“Random encounters with the unusual” is a repository for the oddities that me and Mrs J have encountered on our travels, which we find interesting or amusing in some way. Have a look, maybe you will find something interesting or amusing herein.

Friday, 15 November 2013

Sin City's Mormon Fort

The Mormon faith has always held some Fortean interest for me, especially the story behind how the religion was created by the enigmatic Joseph Smith (1805 – 1844). In his early life Smith supplemented his income by searching for lost items and buried treasure, using seer stones as his method of detection. In his twenties Smith claimed to have been visited by an angel who revealed to him the location of a buried book made from golden plates (amongst other artifacts). Smith was charged by the angel not to show the plates to anyone and to translate them. Smith used a seer stone to translate the golden plates and he subsequently published the Book of Mormon, which formed the basis of the Mormon faith. Unfortunately for the world, after completing his work Smith was said to have given the plates back to the angel and as such the golden plates were lost to history.

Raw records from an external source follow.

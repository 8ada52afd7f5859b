use async_trait::async_trait;
use reqwest::Url;
use serde_json::json;
use std::sync::Arc;
use tracing::debug;

use sensitivity_core::clients::IdentityClient;
use sensitivity_core::types::Visibility;
use sensitivity_core::ClientResult;

use crate::error::{check, GraphClientError, Result};
use crate::token::TokenProvider;

pub const GRAPH_SCOPE: &str = "https://graph.microsoft.com/.default";

/// [`IdentityClient`] backed by Microsoft Graph group endpoints.
pub struct GraphIdentityClient {
    http: reqwest::Client,
    base_url: String,
    tokens: Arc<dyn TokenProvider>,
}

impl GraphIdentityClient {
    pub fn new(http: reqwest::Client, base_url: &str, tokens: Arc<dyn TokenProvider>) -> Self {
        Self {
            http,
            base_url: base_url.trim_end_matches('/').to_string(),
            tokens,
        }
    }

    /// `{base}/groups/{segments...}`, each segment percent-encoded so an id
    /// can never step outside its own resource.
    fn groups_url(&self, segments: &[&str]) -> Result<Url> {
        let mut url = Url::parse(&self.base_url).map_err(|e| {
            GraphClientError::InvalidUrl(format!("graph base url '{}': {e}", self.base_url))
        })?;
        url.path_segments_mut()
            .map_err(|_| {
                GraphClientError::InvalidUrl(format!("graph base url '{}' has no path", self.base_url))
            })?
            .pop_if_empty()
            .push("groups")
            .extend(segments);
        Ok(url)
    }

    async fn patch_group(&self, group_id: &str, body: serde_json::Value) -> Result<()> {
        let url = self.groups_url(&[group_id])?;
        debug!(%url, "PATCH group");
        let token = self.tokens.token(GRAPH_SCOPE).await?;
        let resp = self
            .http
            .patch(url)
            .bearer_auth(token)
            .json(&body)
            .send()
            .await?;
        check(resp).await?;
        Ok(())
    }

    async fn delete_owner(&self, group_id: &str, owner_id: &str) -> Result<()> {
        let url = self.groups_url(&[group_id, "owners", owner_id, "$ref"])?;
        debug!(%url, "DELETE group owner");
        let token = self.tokens.token(GRAPH_SCOPE).await?;
        let resp = self.http.delete(url).bearer_auth(token).send().await?;
        check(resp).await?;
        Ok(())
    }
}

#[async_trait]
impl IdentityClient for GraphIdentityClient {
    async fn assign_label(&self, group_id: &str, label_id: &str) -> ClientResult<()> {
        let body = json!({ "assignedLabels": [{ "labelId": label_id }] });
        Ok(self.patch_group(group_id, body).await?)
    }

    async fn set_visibility(&self, group_id: &str, visibility: Visibility) -> ClientResult<()> {
        let body = json!({ "visibility": visibility.as_str() });
        Ok(self.patch_group(group_id, body).await?)
    }

    async fn remove_owner(&self, group_id: &str, owner_id: &str) -> ClientResult<()> {
        Ok(self.delete_owner(group_id, owner_id).await?)
    }
}
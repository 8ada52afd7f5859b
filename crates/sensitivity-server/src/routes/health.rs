use axum::Json;

/// GET /api/health: Liveness probe.
pub async fn health() -> Json<serde_json::Value> {
    Json(serde_json::json!({
        "status": "ok",
        "version": env!("CARGO_PKG_VERSION"),
    }))
}
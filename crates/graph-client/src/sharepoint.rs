//! [`SiteClient`] over the SharePoint REST API.
//!
//! Every call takes the absolute site URL; the token scope is per tenant.
//! Principals are resolved with `ensureuser` before any permission change.

use async_trait::async_trait;
use reqwest::header::{HeaderMap, HeaderValue, ACCEPT, CONTENT_TYPE};
use reqwest::{Method, Url};
use serde::Deserialize;
use serde_json::{json, Value};
use std::sync::Arc;
use tracing::debug;

use sensitivity_core::clients::SiteClient;
use sensitivity_core::ClientResult;

use crate::error::{check, GraphClientError, Result};
use crate::token::TokenProvider;

const ODATA_JSON: &str = "application/json;odata=nometadata";

pub fn sharepoint_scope(tenant_name: &str) -> String {
    format!("https://{tenant_name}.sharepoint.com/.default")
}

#[derive(Debug, Deserialize)]
struct IdOnly {
    #[serde(rename = "Id")]
    id: i64,
}

pub struct SharePointSiteClient {
    http: reqwest::Client,
    scope: String,
    tokens: Arc<dyn TokenProvider>,
}

impl SharePointSiteClient {
    pub fn new(
        http: reqwest::Client,
        scope: impl Into<String>,
        tokens: Arc<dyn TokenProvider>,
    ) -> Self {
        Self {
            http,
            scope: scope.into(),
            tokens,
        }
    }

    /// `{site_url}/_api/{path}`, with an optional `@v` OData parameter alias
    /// holding a quoted string literal.
    ///
    /// `site_url` must be a plain address: dot segments, queries and
    /// fragments would make the request land on some other site.
    fn api_url(site_url: &str, path: &str, alias: Option<&str>) -> Result<Url> {
        let site = site_url.trim_end_matches('/');
        let dotted = site.split('/').any(|seg| {
            let seg = seg.to_ascii_lowercase().replace("%2e", ".");
            seg == "." || seg == ".."
        });
        if dotted || site.contains(['?', '#']) {
            return Err(GraphClientError::InvalidUrl(format!(
                "site url '{site}' is not a plain site address"
            )));
        }

        let mut url = Url::parse(site)
            .map_err(|e| GraphClientError::InvalidUrl(format!("site url '{site}': {e}")))?;
        url.path_segments_mut()
            .map_err(|_| GraphClientError::InvalidUrl(format!("site url '{site}' has no path")))?
            .pop_if_empty()
            .push("_api")
            .extend(path.split('/'));
        if let Some(value) = alias {
            let literal = format!("'{}'", value.replace('\'', "''"));
            url.query_pairs_mut().append_pair("@v", &literal);
        }
        Ok(url)
    }

    async fn send(
        &self,
        method: Method,
        url: Url,
        body: Option<Value>,
        merge: bool,
    ) -> Result<reqwest::Response> {
        debug!(%method, %url, merge, "sharepoint request");
        let empty_post = body.is_none() && method == Method::POST;
        let token = self.tokens.token(&self.scope).await?;

        let mut headers = HeaderMap::new();
        headers.insert(ACCEPT, HeaderValue::from_static(ODATA_JSON));
        headers.insert(CONTENT_TYPE, HeaderValue::from_static(ODATA_JSON));
        if merge {
            headers.insert("X-HTTP-Method", HeaderValue::from_static("MERGE"));
            headers.insert("IF-MATCH", HeaderValue::from_static("*"));
        }

        let mut req = self
            .http
            .request(method, url)
            .bearer_auth(token)
            .headers(headers);
        if let Some(body) = body {
            req = req.json(&body);
        } else if empty_post {
            // SharePoint answers 411 to a bodiless POST without a length.
            req = req.header(reqwest::header::CONTENT_LENGTH, 0);
        }
        check(req.send().await?).await
    }

    async fn ensure_user(&self, site_url: &str, login_name: &str) -> Result<i64> {
        let url = Self::api_url(site_url, "web/ensureuser", None)?;
        let resp = self
            .send(Method::POST, url, Some(json!({ "logonName": login_name })), false)
            .await?;
        Ok(resp.json::<IdOnly>().await?.id)
    }

    async fn set_site_admin(&self, site_url: &str, login_name: &str, is_admin: bool) -> Result<()> {
        let user_id = self.ensure_user(site_url, login_name).await?;
        let url = Self::api_url(site_url, &format!("web/GetUserById({user_id})"), None)?;
        self.send(Method::POST, url, Some(json!({ "IsSiteAdmin": is_admin })), true)
            .await?;
        Ok(())
    }

    async fn role_definition_id(&self, site_url: &str, role_name: &str) -> Result<i64> {
        let url = Self::api_url(
            site_url,
            "web/roledefinitions/getbyname(@v)",
            Some(role_name),
        )?;
        let resp = self.send(Method::GET, url, None, false).await?;
        Ok(resp.json::<IdOnly>().await?.id)
    }
}

#[async_trait]
impl SiteClient for SharePointSiteClient {
    async fn add_site_administrator(&self, site_url: &str, login_name: &str) -> ClientResult<()> {
        Ok(self.set_site_admin(site_url, login_name, true).await?)
    }

    async fn remove_site_administrator(&self, site_url: &str, login_name: &str) -> ClientResult<()> {
        Ok(self.set_site_admin(site_url, login_name, false).await?)
    }

    async fn remove_owner_group_member(&self, site_url: &str, login_name: &str) -> ClientResult<()> {
        let url = Self::api_url(
            site_url,
            "web/AssociatedOwnerGroup/users/removeByLoginName(@v)",
            Some(login_name),
        )?;
        self.send(Method::POST, url, None, false).await?;
        Ok(())
    }

    async fn grant_role(&self, site_url: &str, principal: &str, role_name: &str) -> ClientResult<()> {
        let principal_id = self.ensure_user(site_url, principal).await?;
        let role_id = self.role_definition_id(site_url, role_name).await?;
        let url = Self::api_url(
            site_url,
            &format!("web/roleassignments/addroleassignment(principalid={principal_id},roledefid={role_id})"),
            None,
        )?;
        self.send(Method::POST, url, None, false).await?;
        Ok(())
    }

    async fn break_permission_inheritance(&self, site_url: &str) -> ClientResult<()> {
        let url = Self::api_url(
            site_url,
            "web/DefaultDocumentLibrary/breakroleinheritance(copyRoleAssignments=true,clearSubscopes=true)",
            None,
        )?;
        self.send(Method::POST, url, None, false).await?;
        Ok(())
    }

    async fn disable_hub_permission_sync(&self, site_url: &str) -> ClientResult<()> {
        let url = Self::api_url(site_url, "site", None)?;
        self.send(
            Method::POST,
            url,
            Some(json!({ "CanSyncHubSitePermissions": false })),
            true,
        )
        .await?;
        Ok(())
    }
}

#[cfg(test)]
mod tests {
    use super::*;
    use crate::token::StaticTokenProvider;
    use mockito::Matcher;
    use sensitivity_core::ClientError;

    fn client() -> SharePointSiteClient {
        SharePointSiteClient::new(
            reqwest::Client::new(),
            sharepoint_scope("contoso"),
            Arc::new(StaticTokenProvider("sp-tok".into())),
        )
    }

    fn site(server: &mockito::Server) -> String {
        format!("{}/teams/R1", server.url())
    }

    #[test]
    fn scope_is_per_tenant() {
        assert_eq!(
            sharepoint_scope("contoso"),
            "https://contoso.sharepoint.com/.default"
        );
    }

    #[test]
    fn alias_literal_escapes_quotes() {
        let url = SharePointSiteClient::api_url(
            "https://contoso.sharepoint.com/teams/R1/",
            "web/roledefinitions/getbyname(@v)",
            Some("O'Brien"),
        )
        .unwrap();
        assert_eq!(url.path(), "/teams/R1/_api/web/roledefinitions/getbyname(@v)");
        let (key, value) = url.query_pairs().next().unwrap();
        assert_eq!(key, "@v");
        assert_eq!(value, "'O''Brien'");
    }

    #[test]
    fn dot_segments_in_site_url_are_rejected() {
        for site in [
            "https://contoso.sharepoint.com/teams/1/../../../sites/hr",
            "https://contoso.sharepoint.com/teams/%2E%2E/sites/hr",
            "https://contoso.sharepoint.com/teams/R1?x=1",
            "https://contoso.sharepoint.com/teams/R1#frag",
        ] {
            let err = SharePointSiteClient::api_url(site, "site", None).unwrap_err();
            assert!(matches!(err, GraphClientError::InvalidUrl(_)), "{site}");
        }
    }

    #[tokio::test]
    async fn hostile_site_url_makes_no_request() {
        let mut server = mockito::Server::new_async().await;
        let mock = server
            .mock("POST", Matcher::Any)
            .expect(0)
            .create_async()
            .await;

        let site = format!("{}/teams/1/../../sites/hr", server.url());
        let err = client()
            .break_permission_inheritance(&site)
            .await
            .unwrap_err();
        assert!(matches!(err, ClientError::Other(_)));
        mock.assert_async().await;
    }

    #[tokio::test]
    async fn add_site_administrator_ensures_then_merges() {
        let mut server = mockito::Server::new_async().await;
        let ensure = server
            .mock("POST", "/teams/R1/_api/web/ensureuser")
            .match_header("authorization", "Bearer sp-tok")
            .match_body(Matcher::Json(json!({"logonName": "sca"})))
            .with_status(200)
            .with_body(r#"{"Id": 7, "LoginName": "sca"}"#)
            .create_async()
            .await;
        let merge = server
            .mock("POST", "/teams/R1/_api/web/GetUserById(7)")
            .match_header("x-http-method", "MERGE")
            .match_body(Matcher::Json(json!({"IsSiteAdmin": true})))
            .with_status(204)
            .create_async()
            .await;

        client()
            .add_site_administrator(&site(&server), "sca")
            .await
            .unwrap();
        ensure.assert_async().await;
        merge.assert_async().await;
    }

    #[tokio::test]
    async fn grant_role_resolves_principal_and_role() {
        let mut server = mockito::Server::new_async().await;
        server
            .mock("POST", "/teams/R1/_api/web/ensureuser")
            .with_status(200)
            .with_body(r#"{"Id": 12}"#)
            .create_async()
            .await;
        server
            .mock("GET", "/teams/R1/_api/web/roledefinitions/getbyname(@v)")
            .match_query(Matcher::UrlEncoded("@v".into(), "'Read'".into()))
            .with_status(200)
            .with_body(r#"{"Id": 1073741826, "Name": "Read"}"#)
            .create_async()
            .await;
        let assign = server
            .mock(
                "POST",
                "/teams/R1/_api/web/roleassignments/addroleassignment(principalid=12,roledefid=1073741826)",
            )
            .with_status(200)
            .create_async()
            .await;

        client()
            .grant_role(&site(&server), "all-users", "Read")
            .await
            .unwrap();
        assign.assert_async().await;
    }

    #[tokio::test]
    async fn sharepoint_error_is_reported() {
        let mut server = mockito::Server::new_async().await;
        server
            .mock("POST", "/teams/R1/_api/web/DefaultDocumentLibrary/breakroleinheritance(copyRoleAssignments=true,clearSubscopes=true)")
            .with_status(403)
            .with_body(r#"{"odata.error":{"code":"-2147024891","message":{"lang":"en-US","value":"Access denied."}}}"#)
            .create_async()
            .await;

        let err = client()
            .break_permission_inheritance(&site(&server))
            .await
            .unwrap_err();
        match err {
            ClientError::Api { status, message } => {
                assert_eq!(status, 403);
                assert_eq!(message, "Access denied.");
            }
            other => panic!("unexpected error: {other:?}"),
        }
    }

    #[tokio::test]
    async fn disable_hub_sync_merges_site() {
        let mut server = mockito::Server::new_async().await;
        let mock = server
            .mock("POST", "/teams/R1/_api/site")
            .match_header("x-http-method", "MERGE")
            .match_body(Matcher::Json(json!({"CanSyncHubSitePermissions": false})))
            .with_status(204)
            .create_async()
            .await;

        client()
            .disable_hub_permission_sync(&site(&server))
            .await
            .unwrap();
        mock.assert_async().await;
    }
}
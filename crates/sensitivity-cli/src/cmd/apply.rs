use crate::output::{print_json, print_table};
use anyhow::Context;
use sensitivity_core::request::ClassificationRequest;
use sensitivity_core::types::Tier;
use sensitivity_core::WorkflowOutcome;
use std::io::Read;
use std::path::{Path, PathBuf};

/// Run the saga once for a payload read from `file` or stdin.
///
/// The payload is validated before any client is built, so a bad payload
/// fails without touching secrets or the network.
pub fn run(
    config_path: &Path,
    tier: Option<&str>,
    file: Option<PathBuf>,
    json: bool,
) -> anyhow::Result<()> {
    let raw = match &file {
        Some(path) => std::fs::read_to_string(path)
            .with_context(|| format!("failed to read {}", path.display()))?,
        None => {
            let mut buf = String::new();
            std::io::stdin()
                .read_to_string(&mut buf)
                .context("failed to read payload from stdin")?;
            buf
        }
    };

    let request = match tier {
        Some(t) => ClassificationRequest::parse_with_tier(&raw, t.parse::<Tier>()?)?,
        None => ClassificationRequest::parse(&raw)?,
    };

    let config = super::load_config(config_path)?;
    let orchestrator = super::build_orchestrator(&config)?;

    let rt = tokio::runtime::Runtime::new()?;
    let outcome = rt.block_on(orchestrator.run(&request))?;

    if json {
        print_json(&outcome)?;
    } else {
        print_outcome(&outcome);
    }

    if !outcome.overall_success {
        anyhow::bail!(
            "classification of request {} did not complete (state: {})",
            outcome.request_id,
            outcome.state
        );
    }
    Ok(())
}

fn print_outcome(outcome: &WorkflowOutcome) {
    println!("Run:     {}", outcome.run_id);
    println!("Request: {} (group {})", outcome.request_id, outcome.group_id);
    println!("Tier:    {}", outcome.tier);
    println!("State:   {}", outcome.state);
    match &outcome.label_error {
        Some(e) => println!("Label:   failed: {e}"),
        None => println!("Label:   applied"),
    }
    if outcome.step_results.is_empty() {
        return;
    }
    println!();
    let rows = outcome
        .step_results
        .iter()
        .map(|r| {
            vec![
                r.name.clone(),
                r.target.to_string(),
                if r.succeeded { "ok" } else { "failed" }.to_string(),
                r.error_detail.clone().unwrap_or_default(),
            ]
        })
        .collect();
    print_table(&["STEP", "TARGET", "RESULT", "DETAIL"], rows);
}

Today Las Vegas is known as a city where gambling, drinking and debauchery are the order of the day and I was surprised to find that this concrete metropolis was home to a 19th Century Mormon fort. It seems that the oasis that is the Las Vegas Valley was first discovered by modern day Americans in the early 19th Century, when traders trying to develop trade routes west across the country to Los Angeles happened upon it. As the Las Vegas Valley had a plentiful supply of water, the traders decided that it was good place to stop off and resupply on the journey west.

The discovery of this oasis brought the valley to the attention of others and in 1855 a group of 30 Mormon missionaries from Salt Lake City travelled to Las Vegas with a view to developing a permanent settlement there. This Mormon settlement primarily comprised of an adobe fort which was built next to a nearby creek. The fort was fairly substantial and was built as a square with walls of 46m in length and 4.3m in height.

This fort can still be found today, but the fort is now mostly a reconstruction. The original fort was built from bricks made of earth, most of which have long since weathered away.

The fort.

A 19th Century wagon.
The creek that made life at the fort sustainable.
Sorting soil to make bricks for the fort's walls.
Creating the bricks.

Pictures, Las Vegas (October 2013).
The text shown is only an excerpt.